Volt. "Pan europeus, pragmáticos e progressistas"

Diz não ser de esquerda, nem de direita e recusa ser um partido só de jovens. O Volt é a mais recente formação partidária em Portugal e promete abalançar-se a eleições nas próximas autárquicas.

Terá as autárquicas como primeiro desafio e quer chegar às eleições europeias, daqui a quatro anos, com a ambição de eleger um eurodeputado. O Volt, o 25º e mais recente partido português, dá agora os primeiros passos na vida política institucional - na segunda quinzena de setembro vai reunir-se em congresso para eleger os órgãos diretivos. Para já, as eleições regionais nos Açores não contarão com o novo partido.

Com as credenciais de partido político ainda frescas, o Volt fez esta sexta-feira uma conferência de imprensa a explicar ao que vem. E a primeira coisa que os seus dirigentes sublinham é que não vem sozinho: o Volt Portugal é o 14º partido da força política europeia que leva o mesmo nome e que pretende assumir-se como o primeiro partido transnacional. "Somos pan-europeus, pragmáticos e progressistas", diz Tiago Matos Gomes, presidente da nova formação partidária. "Somos o único partido em Portugal com uma forte relação com o resto da Europa, que trabalha em estreita colaboração em toda a Europa; somos um partido inclusivo que não quer deixar ninguém para trás, a defesa das minorias ou da paridade de género é um dos pilares do partido; e somos pragmáticos, não somos de esquerda nem de direita, queremos resolver os problemas das pessoas", sublinhou o líder do Volt Portugal.

"A Europa afeta as pessoas localmente. Costumo perguntar às pessoas qual é o seu sonho. E em 99 em cada 100 casos consigo explicar-lhes como é que aquilo que a Europa está a fazer o afeta" sublinhou, por seu turno, Reinier van Lanschot, co-presidente do Volt Europa.

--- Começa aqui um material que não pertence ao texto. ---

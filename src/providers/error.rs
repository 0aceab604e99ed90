// Error taxonomy shared by all provider adapters

use thiserror::Error;

/// Errors produced by provider construction and provider calls.
///
/// The variants are deliberately coarse: callers dispatch on the class of
/// failure (bad config vs. unreachable host vs. exceeded budget) to render
/// different guidance, not on provider-specific details.
#[derive(Debug, Error)]
pub enum ProviderError {
    /// Missing or invalid credential / config field. Fatal at construction
    /// time, never deferred to the first call.
    #[error("configuration error: {0}")]
    Configuration(String),

    /// A backend name that is not part of the known provider family.
    #[error("unknown provider kind: {0:?}")]
    UnknownProviderKind(String),

    /// A provider name referenced by the config but absent from the
    /// providers table.
    #[error("provider not configured: {0:?} (run `cmdsage setup` to add it)")]
    ProviderNotConfigured(String),

    /// Network or HTTP failure. `status` carries the upstream HTTP status
    /// when one was received; connection-level failures leave it empty.
    #[error("transport error: {message}")]
    Transport {
        status: Option<u16>,
        message: String,
    },

    /// A well-formed upstream error payload (quota exhausted, invalid
    /// model, empty choices) on an otherwise successful exchange.
    #[error("api error: {0}")]
    Api(String),

    /// The request exceeded the configured budget and was cancelled.
    #[error("request timed out after {ms}ms")]
    Timeout { ms: u64 },
}

impl ProviderError {
    /// Classify a reqwest error against the timeout budget it ran under.
    pub fn from_reqwest(err: reqwest::Error, timeout_ms: u64) -> Self {
        if err.is_timeout() {
            ProviderError::Timeout { ms: timeout_ms }
        } else {
            ProviderError::Transport {
                status: err.status().map(|s| s.as_u16()),
                message: err.to_string(),
            }
        }
    }

    /// Build a transport error from a non-2xx upstream response.
    pub fn from_status(status: u16, body: &str) -> Self {
        let message = if body.trim().is_empty() {
            format!("HTTP {}", status)
        } else {
            format!("HTTP {}: {}", status, body.trim())
        };
        ProviderError::Transport {
            status: Some(status),
            message,
        }
    }

    /// True for errors worth suggesting a longer timeout for.
    pub fn is_timeout(&self) -> bool {
        matches!(self, ProviderError::Timeout { .. })
    }
}

#[cfg(test)]
mod tests {
    use super::*;

    #[test]
    fn test_from_status_includes_body() {
        let err = ProviderError::from_status(429, "rate limited");
        match err {
            ProviderError::Transport { status, message } => {
                assert_eq!(status, Some(429));
                assert!(message.contains("429"));
                assert!(message.contains("rate limited"));
            }
            other => panic!("expected Transport, got {:?}", other),
        }
    }

    #[test]
    fn test_from_status_empty_body() {
        let err = ProviderError::from_status(503, "  ");
        match err {
            ProviderError::Transport { message, .. } => {
                assert_eq!(message, "HTTP 503");
            }
            other => panic!("expected Transport, got {:?}", other),
        }
    }

    #[test]
    fn test_timeout_display() {
        let err = ProviderError::Timeout { ms: 60_000 };
        assert!(err.to_string().contains("60000ms"));
        assert!(err.is_timeout());
    }
}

De acordo com Mateus Carvalho, vice-presidente do partido, entre membros e voluntários o Volt Portugal reunirá, nesta altura, cerca de 180 pessoas. E recusa o epíteto de ser um partido de jovens. "Já ultrapassámos essa fase, temos pessoas de todas as idades. Não queremos focar-nos apenas nos problemas dos jovens", diz Tiago Matos Gomes.